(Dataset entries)
*** Begin section ***
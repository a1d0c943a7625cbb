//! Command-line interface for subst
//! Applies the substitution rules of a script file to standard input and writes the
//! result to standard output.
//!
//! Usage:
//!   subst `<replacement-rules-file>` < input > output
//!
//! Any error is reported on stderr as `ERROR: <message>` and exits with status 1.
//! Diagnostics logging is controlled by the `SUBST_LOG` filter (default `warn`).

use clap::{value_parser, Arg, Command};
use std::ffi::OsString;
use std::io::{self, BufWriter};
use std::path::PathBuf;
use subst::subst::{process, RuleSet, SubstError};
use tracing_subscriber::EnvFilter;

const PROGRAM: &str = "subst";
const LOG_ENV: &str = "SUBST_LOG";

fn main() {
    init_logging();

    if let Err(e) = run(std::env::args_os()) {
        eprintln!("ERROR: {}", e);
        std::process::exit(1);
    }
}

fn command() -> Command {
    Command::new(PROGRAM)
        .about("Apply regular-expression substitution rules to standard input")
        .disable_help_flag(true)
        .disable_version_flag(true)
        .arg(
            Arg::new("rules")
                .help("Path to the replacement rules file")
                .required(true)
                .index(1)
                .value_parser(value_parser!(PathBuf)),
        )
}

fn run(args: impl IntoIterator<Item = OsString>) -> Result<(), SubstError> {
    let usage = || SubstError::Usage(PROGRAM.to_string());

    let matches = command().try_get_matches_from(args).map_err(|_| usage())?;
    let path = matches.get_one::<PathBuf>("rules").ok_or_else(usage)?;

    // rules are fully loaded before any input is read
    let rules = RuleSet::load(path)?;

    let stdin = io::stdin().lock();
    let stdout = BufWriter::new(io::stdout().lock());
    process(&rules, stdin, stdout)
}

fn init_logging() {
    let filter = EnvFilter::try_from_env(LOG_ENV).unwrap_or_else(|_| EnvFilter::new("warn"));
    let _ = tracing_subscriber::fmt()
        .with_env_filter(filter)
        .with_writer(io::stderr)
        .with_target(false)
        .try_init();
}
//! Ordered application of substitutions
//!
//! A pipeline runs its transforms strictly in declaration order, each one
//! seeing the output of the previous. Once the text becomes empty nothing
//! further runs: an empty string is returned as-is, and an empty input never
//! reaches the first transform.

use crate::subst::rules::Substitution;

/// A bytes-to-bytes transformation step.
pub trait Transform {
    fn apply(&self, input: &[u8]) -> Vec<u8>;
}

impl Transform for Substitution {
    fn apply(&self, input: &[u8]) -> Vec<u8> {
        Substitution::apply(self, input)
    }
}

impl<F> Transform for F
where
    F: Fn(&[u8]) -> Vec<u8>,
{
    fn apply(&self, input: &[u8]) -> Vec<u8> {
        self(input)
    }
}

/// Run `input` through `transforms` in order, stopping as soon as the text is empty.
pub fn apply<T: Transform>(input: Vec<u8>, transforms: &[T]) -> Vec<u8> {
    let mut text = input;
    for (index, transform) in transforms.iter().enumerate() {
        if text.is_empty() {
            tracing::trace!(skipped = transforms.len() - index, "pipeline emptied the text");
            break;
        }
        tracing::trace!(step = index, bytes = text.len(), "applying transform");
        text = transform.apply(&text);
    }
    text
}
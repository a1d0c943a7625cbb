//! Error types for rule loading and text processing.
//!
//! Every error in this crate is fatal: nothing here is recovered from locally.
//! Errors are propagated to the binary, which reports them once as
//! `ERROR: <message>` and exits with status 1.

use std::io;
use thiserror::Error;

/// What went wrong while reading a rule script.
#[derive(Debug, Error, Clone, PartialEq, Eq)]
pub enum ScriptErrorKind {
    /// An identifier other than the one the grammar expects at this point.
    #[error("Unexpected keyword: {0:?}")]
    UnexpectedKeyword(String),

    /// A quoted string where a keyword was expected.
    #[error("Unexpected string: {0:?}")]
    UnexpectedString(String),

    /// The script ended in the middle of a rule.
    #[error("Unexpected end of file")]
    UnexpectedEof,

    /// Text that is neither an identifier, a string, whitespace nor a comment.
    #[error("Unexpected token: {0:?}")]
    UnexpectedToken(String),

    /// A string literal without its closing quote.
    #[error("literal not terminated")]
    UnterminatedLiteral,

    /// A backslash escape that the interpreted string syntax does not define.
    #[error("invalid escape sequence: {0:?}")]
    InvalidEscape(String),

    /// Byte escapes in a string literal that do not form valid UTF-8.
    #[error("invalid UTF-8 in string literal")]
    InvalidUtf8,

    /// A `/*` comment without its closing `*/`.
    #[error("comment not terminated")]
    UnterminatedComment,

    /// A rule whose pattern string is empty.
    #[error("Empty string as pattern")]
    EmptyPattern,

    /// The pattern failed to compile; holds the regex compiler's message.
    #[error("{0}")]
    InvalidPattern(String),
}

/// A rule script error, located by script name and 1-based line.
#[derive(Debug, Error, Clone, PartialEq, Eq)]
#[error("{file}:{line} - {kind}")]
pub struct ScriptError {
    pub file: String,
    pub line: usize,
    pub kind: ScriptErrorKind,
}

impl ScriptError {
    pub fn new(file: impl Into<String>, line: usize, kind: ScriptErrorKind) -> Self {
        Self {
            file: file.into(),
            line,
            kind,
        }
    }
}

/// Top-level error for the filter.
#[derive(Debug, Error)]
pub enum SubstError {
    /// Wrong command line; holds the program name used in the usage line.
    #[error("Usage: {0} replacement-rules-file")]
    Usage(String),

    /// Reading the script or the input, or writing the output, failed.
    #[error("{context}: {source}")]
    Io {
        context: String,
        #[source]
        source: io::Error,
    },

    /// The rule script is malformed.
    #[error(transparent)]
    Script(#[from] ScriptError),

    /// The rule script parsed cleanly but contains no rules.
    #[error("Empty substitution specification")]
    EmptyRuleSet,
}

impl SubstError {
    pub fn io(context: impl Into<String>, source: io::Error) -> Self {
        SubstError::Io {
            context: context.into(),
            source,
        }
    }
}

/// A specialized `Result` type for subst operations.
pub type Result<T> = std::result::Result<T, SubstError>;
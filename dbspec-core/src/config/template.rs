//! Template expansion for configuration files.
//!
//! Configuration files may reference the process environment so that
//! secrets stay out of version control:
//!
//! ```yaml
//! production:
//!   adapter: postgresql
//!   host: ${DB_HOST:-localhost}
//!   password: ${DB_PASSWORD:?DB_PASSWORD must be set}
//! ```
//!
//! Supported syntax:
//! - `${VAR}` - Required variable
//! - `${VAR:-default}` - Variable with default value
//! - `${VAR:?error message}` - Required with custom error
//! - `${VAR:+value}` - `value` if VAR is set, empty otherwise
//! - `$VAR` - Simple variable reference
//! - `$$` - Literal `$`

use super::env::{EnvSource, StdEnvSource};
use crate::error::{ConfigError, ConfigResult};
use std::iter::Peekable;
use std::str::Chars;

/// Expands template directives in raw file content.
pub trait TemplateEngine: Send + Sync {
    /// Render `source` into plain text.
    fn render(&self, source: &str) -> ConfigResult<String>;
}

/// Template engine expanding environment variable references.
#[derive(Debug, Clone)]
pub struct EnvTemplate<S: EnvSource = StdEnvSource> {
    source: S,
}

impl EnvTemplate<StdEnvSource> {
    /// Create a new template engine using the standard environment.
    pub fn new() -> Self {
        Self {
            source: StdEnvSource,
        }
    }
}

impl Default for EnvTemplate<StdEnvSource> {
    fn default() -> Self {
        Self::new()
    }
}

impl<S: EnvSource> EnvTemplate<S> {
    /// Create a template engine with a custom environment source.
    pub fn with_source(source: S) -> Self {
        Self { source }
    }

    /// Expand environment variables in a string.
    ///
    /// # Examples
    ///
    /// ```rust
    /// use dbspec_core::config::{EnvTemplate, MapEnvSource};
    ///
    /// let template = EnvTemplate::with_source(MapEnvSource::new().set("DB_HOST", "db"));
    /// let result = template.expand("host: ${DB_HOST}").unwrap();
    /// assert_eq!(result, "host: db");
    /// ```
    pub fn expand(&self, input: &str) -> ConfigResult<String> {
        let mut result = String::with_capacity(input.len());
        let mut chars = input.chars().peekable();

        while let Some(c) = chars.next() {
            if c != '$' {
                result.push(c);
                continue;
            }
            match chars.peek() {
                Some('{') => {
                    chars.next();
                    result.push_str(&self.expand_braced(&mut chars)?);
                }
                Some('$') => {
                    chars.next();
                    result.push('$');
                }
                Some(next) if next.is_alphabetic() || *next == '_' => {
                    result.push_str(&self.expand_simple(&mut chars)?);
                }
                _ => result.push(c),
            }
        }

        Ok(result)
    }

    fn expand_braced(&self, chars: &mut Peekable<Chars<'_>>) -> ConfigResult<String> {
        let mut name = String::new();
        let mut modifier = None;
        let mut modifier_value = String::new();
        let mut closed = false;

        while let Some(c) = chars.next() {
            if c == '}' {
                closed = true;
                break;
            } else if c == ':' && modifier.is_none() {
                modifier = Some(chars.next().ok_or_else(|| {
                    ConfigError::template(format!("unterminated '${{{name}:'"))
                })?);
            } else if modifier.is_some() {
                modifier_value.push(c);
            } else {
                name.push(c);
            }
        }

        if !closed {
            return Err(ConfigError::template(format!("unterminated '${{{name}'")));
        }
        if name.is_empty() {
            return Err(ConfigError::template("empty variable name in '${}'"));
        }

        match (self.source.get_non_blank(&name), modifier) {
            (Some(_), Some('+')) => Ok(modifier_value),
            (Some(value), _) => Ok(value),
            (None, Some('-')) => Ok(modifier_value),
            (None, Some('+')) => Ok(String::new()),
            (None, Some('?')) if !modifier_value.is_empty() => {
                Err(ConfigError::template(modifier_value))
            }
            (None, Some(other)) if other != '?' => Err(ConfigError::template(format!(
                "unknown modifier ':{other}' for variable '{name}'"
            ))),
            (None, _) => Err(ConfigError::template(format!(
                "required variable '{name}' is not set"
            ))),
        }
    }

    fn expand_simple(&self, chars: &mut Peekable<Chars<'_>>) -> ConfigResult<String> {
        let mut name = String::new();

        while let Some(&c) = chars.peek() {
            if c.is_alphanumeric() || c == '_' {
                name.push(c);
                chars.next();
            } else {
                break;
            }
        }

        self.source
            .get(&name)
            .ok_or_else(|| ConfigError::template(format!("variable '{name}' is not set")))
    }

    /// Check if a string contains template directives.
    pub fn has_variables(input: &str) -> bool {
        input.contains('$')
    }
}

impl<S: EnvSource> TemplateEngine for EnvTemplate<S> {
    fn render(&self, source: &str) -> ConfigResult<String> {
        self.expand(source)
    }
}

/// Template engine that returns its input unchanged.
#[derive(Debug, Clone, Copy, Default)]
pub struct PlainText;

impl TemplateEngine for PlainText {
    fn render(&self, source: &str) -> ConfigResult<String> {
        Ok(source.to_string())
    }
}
*** End section ***
# Instructions for the task
Start at the first line of the data above. Stop after the line containing "const PROGRAM: &str", reproducing each line exactly and adding nothing.

# Reply to the exercise
repository a1d0c943a7625cbb
//! Command-line interface for subst
//! Applies the substitution rules of a script file to standard input and writes the
//! result to standard output.
//!
//! Usage:
//!   subst `<replacement-rules-file>` < input > output
//!
//! Any error is reported on stderr as `ERROR: <message>` and exits with status 1.
//! Diagnostics logging is controlled by the `SUBST_LOG` filter (default `warn`).

use clap::{value_parser, Arg, Command};
use std::ffi::OsString;
use std::io::{self, BufWriter};
use std::path::PathBuf;
use subst::subst::{process, RuleSet, SubstError};
use tracing_subscriber::EnvFilter;

const PROGRAM: &str = "subst";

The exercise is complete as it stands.